USA — Bosnia & Herzegovina
Ecco la cosa di questa partita: gli Stati Uniti hanno vinto 2-0, hanno giocato più di metà della partita con dieci uomini, e l'xG ti dice che il punteggio era quasi interamente una bugia — nel migliore dei modi possibili per i padroni di casa.
Il Levi's Stadium era elettrico fin dal primo fischio. Nel primo tempo, gli Stati Uniti hanno controllato il ritmo con il 62% di possesso palla, pressando la Bosnia ed Erzegovina in profondità e dettando il ritmo. La struttura era disciplinata, le transizioni erano precise, e quando Folarin Balogun ha insaccato un gol allo scadere del primo tempo, è sembrato meritato.
Poi è arrivata la svolta. Minuto 63: VAR. Lo schermo sfarfalla, lo stadio trattiene il fiato — e Balogun, il marcatore, esce con un cartellino rosso. Qualunque cosa sia successa, sarà dibattuta in ogni bar sportivo americano da Seattle a Miami. Traete le vostre conclusioni.
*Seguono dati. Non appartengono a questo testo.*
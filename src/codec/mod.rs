//
// Copyright (c) The yangtree Contributors
//
// SPDX-License-Identifier: MIT
//

//! Codec Layer: JSON (plain + RFC 7951), YAML, and XML marshalling and
//! unmarshalling (`spec.md` §4.6). Each wire format lives in its own
//! submodule; this module holds the options shared across all of them and
//! the format-agnostic generic-value intermediate representation that
//! JSON and YAML unmarshalling both decode through.

pub mod json;
pub mod xml;
pub mod yaml;

use serde::{Deserialize, Serialize};

use crate::error::{Error, ErrorKind, Result};
use crate::node::InsertHint;
use crate::edit::{EditNode, EditValue};
use crate::schema::{SchemaNode, SchemaNodeKind};

bitflags::bitflags! {
    /// Marshal/unmarshal options recognised across all wire formats
    /// (`spec.md` §4.6, "Options"). Mirrors the teacher workspace's
    /// `DataParserFlags`/`DataPrinterFlags` bitflags pattern for the same
    /// kind of concern.
    #[derive(Clone, Copy, Debug, Default, Eq, PartialEq, Serialize, Deserialize)]
    pub struct CodecFlags: u32 {
        /// Skip nodes whose schema is not `is_config`.
        const CONFIG_ONLY = 0b0001;
        /// Skip `is_config` nodes.
        const STATE_ONLY = 0b0010;
        /// Enable module qualification and RFC 7951 value encodings.
        const RFC7951 = 0b0100;
        /// YAML only: annotate list/leaf-list scalars with their key.
        const INTERNAL_FORMAT = 0b1000;
    }
}

/// Pretty-printing and representation choices layered on top of
/// [`CodecFlags`].
#[derive(Clone, Debug)]
pub struct CodecOptions {
    pub flags: CodecFlags,
    pub indent_width: usize,
    pub indent_prefix: String,
    /// Plain JSON only: emit lists as objects keyed by their canonical
    /// child key instead of arrays, for a denser representation.
    pub list_as_object: bool,
}

impl Default for CodecOptions {
    fn default() -> Self {
        CodecOptions {
            flags: CodecFlags::empty(),
            indent_width: 2,
            indent_prefix: String::new(),
            list_as_object: false,
        }
    }
}

pub(crate) fn should_skip(schema: &SchemaNode, flags: CodecFlags) -> bool {
    (flags.contains(CodecFlags::CONFIG_ONLY) && !schema.is_config())
        || (flags.contains(CodecFlags::STATE_ONLY) && schema.is_config())
}

pub(crate) fn strip_module_prefix(name: &str) -> &str {
    name.rsplit(':').next().unwrap_or(name)
}

pub(crate) fn member_key(schema: &SchemaNode, owner_module: &str, rfc7951: bool) -> String {
    if rfc7951 && schema.module_name() != owner_module {
        format!("{}:{}", schema.module_name(), schema.local_name())
    } else {
        schema.local_name().to_owned()
    }
}

/// A format-agnostic view of a parsed document, bridging `serde_json::Value`
/// and `serde_yaml::Value` so JSON and YAML unmarshalling share one
/// schema-directed decoder (`decode_member` below).
#[derive(Clone, Debug)]
pub(crate) enum GenericValue {
    Null,
    Bool(bool),
    Number(String),
    String(String),
    Array(Vec<GenericValue>),
    Object(Vec<(String, GenericValue)>),
}

impl GenericValue {
    fn as_scalar_string(&self, schema: &SchemaNode) -> Result<String> {
        match self {
            GenericValue::String(s) => Ok(s.clone()),
            GenericValue::Number(n) => Ok(n.clone()),
            GenericValue::Bool(b) => Ok(b.to_string()),
            // RFC 7951 represents an `empty`-typed leaf as a bare `null`
            // here; a fully literal one-element-array encoding is not
            // implemented (see DESIGN.md).
            GenericValue::Null => Ok(String::new()),
            _ => Err(Error::new(ErrorKind::InvalidValue, "expected a scalar value")
                .with_path(schema.qualified_name().to_owned())),
        }
    }

    fn as_array(&self, schema: &SchemaNode) -> Result<&[GenericValue]> {
        match self {
            GenericValue::Array(items) => Ok(items),
            _ => Err(Error::new(ErrorKind::BadElement, "expected a JSON/YAML array")
                .with_path(schema.qualified_name().to_owned())),
        }
    }

    fn as_object(&self, schema: &SchemaNode) -> Result<&[(String, GenericValue)]> {
        match self {
            GenericValue::Object(members) => Ok(members),
            _ => Err(Error::new(ErrorKind::BadElement, "expected a JSON/YAML object")
                .with_path(schema.qualified_name().to_owned())),
        }
    }
}

/// Decodes one member (`name`, `value`) of an object against the parent's
/// schema into zero or more [`EditNode`]s: a `List`/`LeafList` member
/// expands into one `EditNode` per array entry; everything else yields
/// exactly one.
pub(crate) fn decode_member(
    parent_schema: &SchemaNode,
    name: &str,
    value: &GenericValue,
    flags: CodecFlags,
) -> Result<Vec<EditNode>> {
    // RFC 7952 `@name` metadata members are not structural data; they are
    // applied in a separate pass after the edit (see `json::apply_metadata`).
    if name.starts_with('@') {
        return Ok(Vec::new());
    }
    let local = strip_module_prefix(name);
    let schema = parent_schema.child(local).cloned().ok_or_else(|| {
        Error::new(ErrorKind::UnknownElement, format!("unknown element '{name}'"))
            .with_path(parent_schema.qualified_name().to_owned())
    })?;
    if should_skip(&schema, flags) {
        return Ok(Vec::new());
    }
    match schema.kind() {
        SchemaNodeKind::Leaf => {
            let s = value.as_scalar_string(&schema)?;
            Ok(vec![EditNode::Leaf {
                schema,
                value: EditValue::String(s),
            }])
        }
        SchemaNodeKind::LeafList => {
            let items = value.as_array(&schema)?;
            let mut out = Vec::with_capacity(items.len());
            for item in items {
                let s = item.as_scalar_string(&schema)?;
                out.push(EditNode::LeafListEntry {
                    schema: schema.clone(),
                    value: EditValue::String(s),
                    hint: Some(InsertHint::Last),
                });
            }
            Ok(out)
        }
        SchemaNodeKind::List => {
            let entries = value.as_array(&schema)?;
            let mut out = Vec::with_capacity(entries.len());
            for entry in entries {
                let members = entry.as_object(&schema)?;
                let mut key_values = Vec::new();
                let mut children = Vec::new();
                for (member_name, member_value) in members {
                    let member_local = strip_module_prefix(member_name);
                    if schema.key_names().iter().any(|k| k == member_local) {
                        let s = member_value.as_scalar_string(&schema)?;
                        key_values.push((member_local.to_owned(), EditValue::String(s)));
                    } else {
                        children.extend(decode_member(&schema, member_name, member_value, flags)?);
                    }
                }
                out.push(EditNode::ListEntry {
                    schema: schema.clone(),
                    key_values,
                    children,
                    hint: Some(InsertHint::Last),
                });
            }
            Ok(out)
        }
        _ => {
            let members = value.as_object(&schema)?;
            let mut children = Vec::new();
            for (member_name, member_value) in members {
                children.extend(decode_member(&schema, member_name, member_value, flags)?);
            }
            Ok(vec![EditNode::Container { schema, children }])
        }
    }
}

/// Decodes a whole top-level object's members against `schema_root`.
pub(crate) fn decode_root_members(
    schema_root: &SchemaNode,
    members: &[(String, GenericValue)],
    flags: CodecFlags,
) -> Result<Vec<EditNode>> {
    let mut out = Vec::new();
    for (name, value) in members {
        out.extend(decode_member(schema_root, name, value, flags)?);
    }
    Ok(out)
}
Ciò che è seguito è la vera storia. La Bosnia ed Erzegovina ha sentito l'odore del sangue. Sono passati dal 38 al 65% di possesso palla nel secondo tempo, hanno inserito sei sostituzioni, e la pressione è diventata reale. Dieci tiri in totale, tre in porta — ma zero grandi occasioni, xG solo 0.25. Avevano la palla ma non hanno mai trovato il coltello. Troppo prevedibili, troppo centrali, senza mai allungare veramente una riorganizzata difesa americana.
Gli Stati Uniti si sono seduti in profondità, hanno assorbito e hanno aspettato. Chris Richards era composto. Weston McKennie si è speso fino all'ultimo per proteggere il centrocampo. E poi, all'82° minuto, Malik Tillman — il miglior giocatore in campo, valutato 8.24 — è arrivato a sigillare il tutto con un contropiede. Un uomo in meno, con le spalle al muro, e hanno comunque segnato.
L'xG degli Stati Uniti era 0.92. Due gol da meno di uno atteso. Il fallimento della Bosnia è stato tattico: rimuovere Edin Džeko al 51° minuto è costato loro il punto di riferimento offensivo senza un vero sostituto. La debolezza degli Stati Uniti? Gestire il momento del cartellino rosso — quei minuti frenetici tra il 63° e l'82° erano genuinamente pericolosi.
Su FootLegion, ogni gol che la tua nazione segna è bloccato per sempre — nessun VAR lo porta via.
Ora, a voi: il cartellino rosso di Balogun avrebbe dovuto essere confermato? E la Bosnia può riprendersi da questo, o questo era il limite massimo per questa generazione?